The enrichment of transmembrane proteins among undetected proteins is most likely due to technical limitations (50) rather than a biological phenomenon. We expected that proteins that are needed only under specific stress conditions would not be expressed in normal growth and thus remain undetected. To improve the coverage of the proteome, we therefore created the PeptideAtlas from a pool of cells grown under various conditions. However, DNA damage was not among the conditions included in this pool, thus explaining why undetected proteins were enriched for this function.

We have previously shown that stress- and signaling-related proteins in S. cerevisiae are often subjected to translation on demand (40), i.e. the mRNA of these proteins is transcribed even under “normal” conditions. Upon induction of stress, those proteins can quickly be synthesized, which constitutes an energy-efficient yet fast means of controlling abundance of these proteins. The fact that transcriptional regulators and stress-related proteins were enriched among the high and medium classes suggests that many undetected proteins in S. pombe are also subjected to translation on demand.

Cross-species Comparison of Protein Abundances

Finally, we compared S. pombe protein abundances (emPAI values) to the published data sets of S. cerevisiae and H. sapiens (15). First we performed ortholog mapping (58) that resulted in 2,695 pairs of S. cerevisiae and 2,142 pairs of H. sapiens orthologs, respectively, with protein abundances (supplemental Table S12). These pairs were obtained after removing duplicates, i.e. if several S. pombe protein IDs match to one ortholog, we considered only one of the IDs and if a group of orthologs matches to one S. pombe ID, only the leading ortholog was considered.

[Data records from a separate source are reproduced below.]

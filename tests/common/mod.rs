//! Common test utilities for BWC integration tests
//!
//! Every run gets its own home (`BWC_TEST_HOME`), global config path
//! (`BWC_CONFIG_PATH`) and project directory, so nothing touches the real
//! `~/.bwc` or `~/.claude`.

// Allow dead code because not every helper is used by every test module
#![allow(dead_code)]

use assert_cmd::Command;
use std::fs;
use std::path::{Path, PathBuf};
use tempfile::TempDir;

/// Registry URL nothing listens on.
pub const UNREACHABLE_REGISTRY: &str = "http://127.0.0.1:1/registry.json";

/// An isolated home plus project directory.
pub struct TestEnv {
    _temp: TempDir,
    pub home: PathBuf,
    pub project: PathBuf,
}

impl TestEnv {
    pub fn new() -> Self {
        let temp = TempDir::new().unwrap();
        let home = temp.path().join("home");
        let project = temp.path().join("project");
        fs::create_dir_all(&home).unwrap();
        fs::create_dir_all(&project).unwrap();
        Self {
            _temp: temp,
            home,
            project,
        }
    }

    /// `bwc` running in the project directory with the isolated environment.
    pub fn bwc(&self) -> Command {
        let mut cmd = Command::cargo_bin("bwc").unwrap();
        cmd.current_dir(&self.project)
            .env("BWC_TEST_HOME", &self.home)
            .env("BWC_CONFIG_PATH", self.global_config())
            .env("BWC_NO_PROGRESS", "1")
            .env_remove("RUST_LOG");
        for var in ["HTTP_PROXY", "HTTPS_PROXY", "NO_PROXY", "http_proxy", "https_proxy", "no_proxy"] {
            cmd.env_remove(var);
        }
        cmd
    }

    pub fn global_config(&self) -> PathBuf {
        self.home.join(".bwc").join("config.json")
    }

    pub fn project_config(&self) -> PathBuf {
        self.project.join("bwc.config.json")
    }

    /// Writes `content` as the global config.
    pub fn write_global_config(&self, content: &str) {
        write(&self.global_config(), content);
    }

    /// Writes a project config pointing at an unreachable registry.
    pub fn write_offline_project_config(&self) {
        let config = serde_json::json!({
            "version": "1.0",
            "registry": UNREACHABLE_REGISTRY,
            "paths": {"subagents": ".claude/agents", "commands": ".claude/commands"},
            "installed": {"subagents": [], "commands": [], "mcpServers": {}}
        });
        write(&self.project_config(), &serde_json::to_string_pretty(&config).unwrap());
    }

    pub fn read_json(&self, path: &Path) -> serde_json::Value {
        serde_json::from_str(&fs::read_to_string(path).unwrap()).unwrap()
    }

    /// Installs a fake `claude` at `~/.claude/local/claude` that logs its
    /// arguments and reports `listing` for `claude mcp list`.
    #[cfg(unix)]
    pub fn install_fake_claude(&self, listing: &str) {
        use std::os::unix::fs::PermissionsExt;

        let path = self.home.join(".claude").join("local").join("claude");
        let script = format!(
            "#!/bin/sh\n\
             echo \"$@\" >> \"$BWC_TEST_HOME/claude-calls.log\"\n\
             if [ \"$1\" = \"mcp\" ] && [ \"$2\" = \"list\" ]; then\n\
             cat <<'EOF'\n{listing}\nEOF\n\
             fi\n\
             exit 0\n"
        );
        write(&path, &script);
        fs::set_permissions(&path, fs::Permissions::from_mode(0o755)).unwrap();
    }

    /// Argument lines the fake `claude` was called with.
    pub fn claude_calls(&self) -> Vec<String> {
        fs::read_to_string(self.home.join("claude-calls.log"))
            .map(|log| log.lines().map(str::to_string).collect())
            .unwrap_or_default()
    }
}

fn write(path: &Path, content: &str) {
    if let Some(parent) = path.parent() {
        fs::create_dir_all(parent).unwrap();
    }
    fs::write(path, content).unwrap();
}
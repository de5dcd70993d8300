//! # charbuf
//!
//! `charbuf` is a Single Producer Single Consumer, lockless, no_std, thread
//! safe character buffer with line tracking and a cooperative start/stop
//! protocol.
//!
//! It is designed for exchanging a byte/character stream between exactly one
//! writer and one reader (two threads, or a thread and an interrupt handler)
//! in environments where no mutex or blocking primitive is available (UART
//! drivers, logging sinks, command-line consoles on bare metal).
//!
//! Unlike a classic ring buffer, `charbuf` fills a linear region and resets
//! it back to the start only once it has been fully drained (opportunistic
//! compaction). This keeps every operation a single atomic step with no
//! modulo arithmetic, at the cost of `is_full()` meaning "the linear region
//! is exhausted" rather than "`capacity()` bytes are buffered".
//!
//! ```rust
//! use charbuf::CharBuffer;
//!
//! let buf: CharBuffer<16> = CharBuffer::new();
//! let (mut prod, mut cons) = buf.try_split().unwrap();
//! buf.start();
//!
//! prod.try_push(b'h').unwrap();
//! prod.try_push(b'i').unwrap();
//! assert_eq!(buf.len(), 2);
//!
//! assert_eq!(cons.try_pop().unwrap(), b'h');
//! assert_eq!(cons.try_pop().unwrap(), b'i');
//! assert_eq!(buf.len(), 0);
//! ```

#![cfg_attr(not(feature = "std"), no_std)]
#![deny(missing_docs)]

#[cfg(feature = "alloc")]
extern crate alloc;

pub mod buffer;
pub mod hooks;
mod text;

#[cfg(feature = "alloc")]
pub mod heap;

pub use crate::buffer::{CharBuffer, Consumer, Producer};
pub use crate::hooks::{ActionHook, ByteHook, Hooks, WaitHook};

use core::result::Result as CoreResult;

/// Result type used by the `charbuf` interfaces
pub type Result<T> = CoreResult<T, Error>;

/// Error type used by the `charbuf` interfaces
#[derive(Debug, PartialEq, Eq, Copy, Clone)]
#[cfg_attr(feature = "defmt_0_3", derive(defmt::Format))]
pub enum Error {
    /// Unable to split the buffer, as it has already been split
    AlreadySplit,

    /// The linear fill region has no remaining write slots. Capacity is
    /// reclaimed by compaction once the buffer is fully drained, not by
    /// individual reads
    Full,

    /// No bytes are currently buffered
    Empty,

    /// The buffer is administratively stopped, or was force-stopped while
    /// the call was waiting
    Stopped,

    /// A wait hook requested cancellation of a blocking call
    Cancelled,

    /// The consumer cursor was found outside the valid range. This implies
    /// external corruption or misuse, never ordinary backpressure
    Corrupted,
}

Next, we determined overall Spearman correlations (r) for the three datasets and observed good protein abundance correlations between all species, particular between the two yeast datasets (r = 0.66, supplemental Fig. S8).

In total, we found 1,758 genes with abundance values that map to all three species (supplemental Table S13) and compared their protein levels by hierarchical clustering (Fig. 5). We observed several protein clusters with common or specific protein expression patterns for the different species. Using enrichment analysis, we could identify four clusters with significantly enriched GO terms. As expected, proteins involved in cell cycle and nucleotide binding (cluster 1) are low abundant across all species, whereas the opposite is true for ribosomal proteins (cluster 4). Because S. cerevisiae has the lowest number of introns of the three organisms compared (0.04 introns/gene (1)), the expression of proteins involved in splicing is expected to be lowest in budding yeast, which can be confirmed in cluster 2. Accordingly, the expression of these proteins is higher in S. pombe (1 intron/gene (1)) and highest in the human cells (7.8 introns/gene (33)). Interestingly, proteins of the proteasome are specifically highly expressed in the human U2OS cell line compared with both yeast strains (cluster 3). This suggests that the human U2OS cells have higher proteasome activity and protein degradation rates compared with the two yeast strains.

Fig. 5.

Hierarchical clustering of protein levels of Protein clusters were subjected to GO-term enrichment analysis using DAVID (david.abcc.ncifcrf.gov). Only clusters with significant terms (p < 0.05) are displayed.

CONCLUSION

In conclusion, the proteomics information reported here together with the S. pombe peptide library, which is now available to the public via PeptideAtlas, will greatly alleviate the study of S. pombe as a prime model, particularly using targeted proteomics approaches. Our proteome analysis underlines the necessity and usefulness of proteome analyses to understand the features and traits of eukaryotic core proteomes together with technical aspects of proteome analysis and abundance of the actual effectors of biological processes.